About this exercise:
Search the entries below for "struct", and copy each line where it appears.

++++

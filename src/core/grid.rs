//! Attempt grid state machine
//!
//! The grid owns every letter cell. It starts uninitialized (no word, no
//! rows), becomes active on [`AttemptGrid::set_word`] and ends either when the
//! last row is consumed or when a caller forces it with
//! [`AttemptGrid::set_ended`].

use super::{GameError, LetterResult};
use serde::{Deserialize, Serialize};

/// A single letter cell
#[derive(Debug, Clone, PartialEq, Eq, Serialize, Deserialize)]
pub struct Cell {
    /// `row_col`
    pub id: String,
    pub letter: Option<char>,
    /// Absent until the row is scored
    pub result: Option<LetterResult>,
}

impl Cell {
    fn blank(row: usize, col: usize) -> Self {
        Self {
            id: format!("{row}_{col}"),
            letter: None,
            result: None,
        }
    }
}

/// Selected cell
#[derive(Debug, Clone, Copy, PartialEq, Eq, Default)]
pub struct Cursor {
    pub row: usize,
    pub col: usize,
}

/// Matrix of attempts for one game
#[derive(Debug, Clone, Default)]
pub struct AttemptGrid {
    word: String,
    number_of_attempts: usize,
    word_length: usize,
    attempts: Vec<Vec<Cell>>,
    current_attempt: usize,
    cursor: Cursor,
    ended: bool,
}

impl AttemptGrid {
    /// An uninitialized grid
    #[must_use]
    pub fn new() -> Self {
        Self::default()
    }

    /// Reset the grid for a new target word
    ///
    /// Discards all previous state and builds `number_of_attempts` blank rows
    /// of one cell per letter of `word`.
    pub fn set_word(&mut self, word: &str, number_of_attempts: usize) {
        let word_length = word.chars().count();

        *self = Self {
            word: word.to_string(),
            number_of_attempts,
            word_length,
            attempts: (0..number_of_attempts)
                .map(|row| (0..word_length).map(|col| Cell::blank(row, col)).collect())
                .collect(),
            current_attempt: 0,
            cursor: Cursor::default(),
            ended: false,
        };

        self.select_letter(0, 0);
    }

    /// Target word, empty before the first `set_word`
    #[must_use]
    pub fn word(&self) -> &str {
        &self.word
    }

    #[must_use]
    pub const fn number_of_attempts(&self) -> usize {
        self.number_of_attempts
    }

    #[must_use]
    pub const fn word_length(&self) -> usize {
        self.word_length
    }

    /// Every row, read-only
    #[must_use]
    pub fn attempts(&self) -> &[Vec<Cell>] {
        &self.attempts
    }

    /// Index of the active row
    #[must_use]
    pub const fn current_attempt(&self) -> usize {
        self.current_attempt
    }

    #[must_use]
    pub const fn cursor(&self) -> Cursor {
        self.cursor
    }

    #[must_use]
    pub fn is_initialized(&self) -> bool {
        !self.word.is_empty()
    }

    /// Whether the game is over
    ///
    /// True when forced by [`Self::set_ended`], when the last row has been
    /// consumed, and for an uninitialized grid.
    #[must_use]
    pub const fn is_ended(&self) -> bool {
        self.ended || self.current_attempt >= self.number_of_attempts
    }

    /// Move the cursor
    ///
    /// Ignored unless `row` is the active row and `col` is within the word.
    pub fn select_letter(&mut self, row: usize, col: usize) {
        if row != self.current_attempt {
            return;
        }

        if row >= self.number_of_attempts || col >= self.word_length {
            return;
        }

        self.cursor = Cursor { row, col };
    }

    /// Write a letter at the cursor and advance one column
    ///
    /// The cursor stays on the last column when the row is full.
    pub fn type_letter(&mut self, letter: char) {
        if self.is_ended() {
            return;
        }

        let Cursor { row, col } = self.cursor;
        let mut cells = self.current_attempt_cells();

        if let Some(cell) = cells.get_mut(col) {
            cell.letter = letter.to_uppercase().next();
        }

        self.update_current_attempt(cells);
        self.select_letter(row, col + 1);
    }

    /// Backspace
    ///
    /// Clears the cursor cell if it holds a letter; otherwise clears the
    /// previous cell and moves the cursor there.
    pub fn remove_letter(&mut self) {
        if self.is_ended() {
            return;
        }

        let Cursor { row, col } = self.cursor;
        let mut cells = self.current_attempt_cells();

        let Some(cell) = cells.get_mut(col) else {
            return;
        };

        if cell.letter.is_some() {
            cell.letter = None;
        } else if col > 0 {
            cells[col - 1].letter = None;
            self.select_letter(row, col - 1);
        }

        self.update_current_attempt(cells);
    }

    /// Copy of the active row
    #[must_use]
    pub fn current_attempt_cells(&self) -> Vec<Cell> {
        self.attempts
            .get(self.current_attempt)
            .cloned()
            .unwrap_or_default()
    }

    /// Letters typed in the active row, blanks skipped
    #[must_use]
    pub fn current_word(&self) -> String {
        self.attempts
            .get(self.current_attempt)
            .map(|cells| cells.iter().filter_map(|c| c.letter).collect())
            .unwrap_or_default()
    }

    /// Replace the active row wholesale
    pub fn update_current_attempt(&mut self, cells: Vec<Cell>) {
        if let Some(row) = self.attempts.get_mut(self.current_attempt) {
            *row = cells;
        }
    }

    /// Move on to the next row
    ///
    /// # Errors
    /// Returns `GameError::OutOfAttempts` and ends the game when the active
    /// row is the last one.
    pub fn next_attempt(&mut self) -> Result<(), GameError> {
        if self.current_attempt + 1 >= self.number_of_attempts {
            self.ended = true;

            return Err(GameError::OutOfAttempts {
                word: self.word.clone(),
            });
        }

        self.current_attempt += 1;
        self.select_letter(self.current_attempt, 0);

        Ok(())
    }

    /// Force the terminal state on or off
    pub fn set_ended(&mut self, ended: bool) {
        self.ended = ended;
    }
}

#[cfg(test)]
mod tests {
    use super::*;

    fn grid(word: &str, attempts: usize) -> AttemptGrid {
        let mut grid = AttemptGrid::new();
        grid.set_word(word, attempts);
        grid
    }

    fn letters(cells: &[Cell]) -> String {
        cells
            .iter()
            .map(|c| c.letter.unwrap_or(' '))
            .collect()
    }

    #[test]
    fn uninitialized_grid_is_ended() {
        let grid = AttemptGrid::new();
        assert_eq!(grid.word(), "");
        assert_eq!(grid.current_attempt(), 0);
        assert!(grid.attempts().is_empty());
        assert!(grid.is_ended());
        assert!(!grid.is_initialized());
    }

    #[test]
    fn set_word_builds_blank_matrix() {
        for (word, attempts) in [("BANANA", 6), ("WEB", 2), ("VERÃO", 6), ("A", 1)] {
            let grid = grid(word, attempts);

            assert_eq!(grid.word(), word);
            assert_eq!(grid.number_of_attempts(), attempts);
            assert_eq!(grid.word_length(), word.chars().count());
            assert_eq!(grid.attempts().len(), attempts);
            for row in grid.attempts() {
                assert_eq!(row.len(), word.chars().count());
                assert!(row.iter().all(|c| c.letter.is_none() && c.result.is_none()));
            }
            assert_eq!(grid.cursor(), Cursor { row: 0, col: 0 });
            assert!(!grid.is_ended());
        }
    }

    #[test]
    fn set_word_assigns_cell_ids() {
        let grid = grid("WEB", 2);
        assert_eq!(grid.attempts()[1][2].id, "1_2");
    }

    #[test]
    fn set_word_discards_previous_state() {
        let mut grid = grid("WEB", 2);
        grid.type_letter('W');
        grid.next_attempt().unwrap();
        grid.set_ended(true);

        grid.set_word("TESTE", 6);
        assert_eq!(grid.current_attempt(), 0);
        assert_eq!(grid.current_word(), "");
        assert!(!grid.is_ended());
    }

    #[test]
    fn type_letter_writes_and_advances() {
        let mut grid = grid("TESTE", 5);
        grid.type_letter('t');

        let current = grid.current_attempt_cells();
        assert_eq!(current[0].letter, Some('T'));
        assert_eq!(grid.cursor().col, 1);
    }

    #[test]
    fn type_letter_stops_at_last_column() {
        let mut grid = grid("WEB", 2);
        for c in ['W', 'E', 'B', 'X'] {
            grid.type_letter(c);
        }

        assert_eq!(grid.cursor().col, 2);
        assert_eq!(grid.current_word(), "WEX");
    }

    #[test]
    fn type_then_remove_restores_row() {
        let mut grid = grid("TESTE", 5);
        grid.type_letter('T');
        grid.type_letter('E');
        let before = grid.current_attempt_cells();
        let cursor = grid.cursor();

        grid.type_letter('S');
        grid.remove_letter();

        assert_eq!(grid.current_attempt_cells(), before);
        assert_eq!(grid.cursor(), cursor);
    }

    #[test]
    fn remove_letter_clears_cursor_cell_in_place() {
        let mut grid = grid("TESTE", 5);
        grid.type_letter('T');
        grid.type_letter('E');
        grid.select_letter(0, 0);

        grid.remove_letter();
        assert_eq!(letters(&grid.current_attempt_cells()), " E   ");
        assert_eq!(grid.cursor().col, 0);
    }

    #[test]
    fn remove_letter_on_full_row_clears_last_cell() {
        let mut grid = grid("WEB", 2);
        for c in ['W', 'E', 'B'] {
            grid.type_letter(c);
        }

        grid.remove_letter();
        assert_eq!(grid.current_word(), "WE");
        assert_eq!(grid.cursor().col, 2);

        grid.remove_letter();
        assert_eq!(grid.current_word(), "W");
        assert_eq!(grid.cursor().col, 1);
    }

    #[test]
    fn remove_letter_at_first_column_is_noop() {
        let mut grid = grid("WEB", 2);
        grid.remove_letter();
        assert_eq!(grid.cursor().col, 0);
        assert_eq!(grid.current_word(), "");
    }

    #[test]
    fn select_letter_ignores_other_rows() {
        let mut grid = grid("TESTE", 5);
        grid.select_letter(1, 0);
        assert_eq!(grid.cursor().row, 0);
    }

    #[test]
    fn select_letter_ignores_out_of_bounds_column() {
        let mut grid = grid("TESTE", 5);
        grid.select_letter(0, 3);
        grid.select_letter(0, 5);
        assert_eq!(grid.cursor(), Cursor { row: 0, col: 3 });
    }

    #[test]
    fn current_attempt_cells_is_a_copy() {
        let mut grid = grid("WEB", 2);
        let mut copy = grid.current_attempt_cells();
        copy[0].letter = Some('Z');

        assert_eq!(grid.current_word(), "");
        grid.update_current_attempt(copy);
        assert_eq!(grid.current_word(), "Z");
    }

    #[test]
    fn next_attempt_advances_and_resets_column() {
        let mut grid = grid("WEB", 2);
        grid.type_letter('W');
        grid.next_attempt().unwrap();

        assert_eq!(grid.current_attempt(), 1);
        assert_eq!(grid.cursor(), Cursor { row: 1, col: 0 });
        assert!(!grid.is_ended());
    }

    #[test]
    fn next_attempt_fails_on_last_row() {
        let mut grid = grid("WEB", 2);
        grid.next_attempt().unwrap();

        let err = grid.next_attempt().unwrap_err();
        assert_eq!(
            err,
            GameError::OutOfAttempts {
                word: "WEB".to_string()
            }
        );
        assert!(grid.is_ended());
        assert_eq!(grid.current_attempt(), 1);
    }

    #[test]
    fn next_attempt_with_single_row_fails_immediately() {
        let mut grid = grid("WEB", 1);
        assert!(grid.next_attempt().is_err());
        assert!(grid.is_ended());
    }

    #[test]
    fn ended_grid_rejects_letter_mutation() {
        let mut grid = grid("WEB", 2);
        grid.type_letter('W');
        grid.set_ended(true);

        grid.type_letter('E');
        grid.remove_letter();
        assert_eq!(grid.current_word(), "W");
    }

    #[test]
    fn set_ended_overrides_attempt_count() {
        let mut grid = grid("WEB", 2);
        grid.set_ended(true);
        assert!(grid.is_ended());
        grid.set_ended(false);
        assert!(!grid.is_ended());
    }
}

++++

Output below:
pub struct Cell {
pub struct Cursor {
pub struct AttemptGrid {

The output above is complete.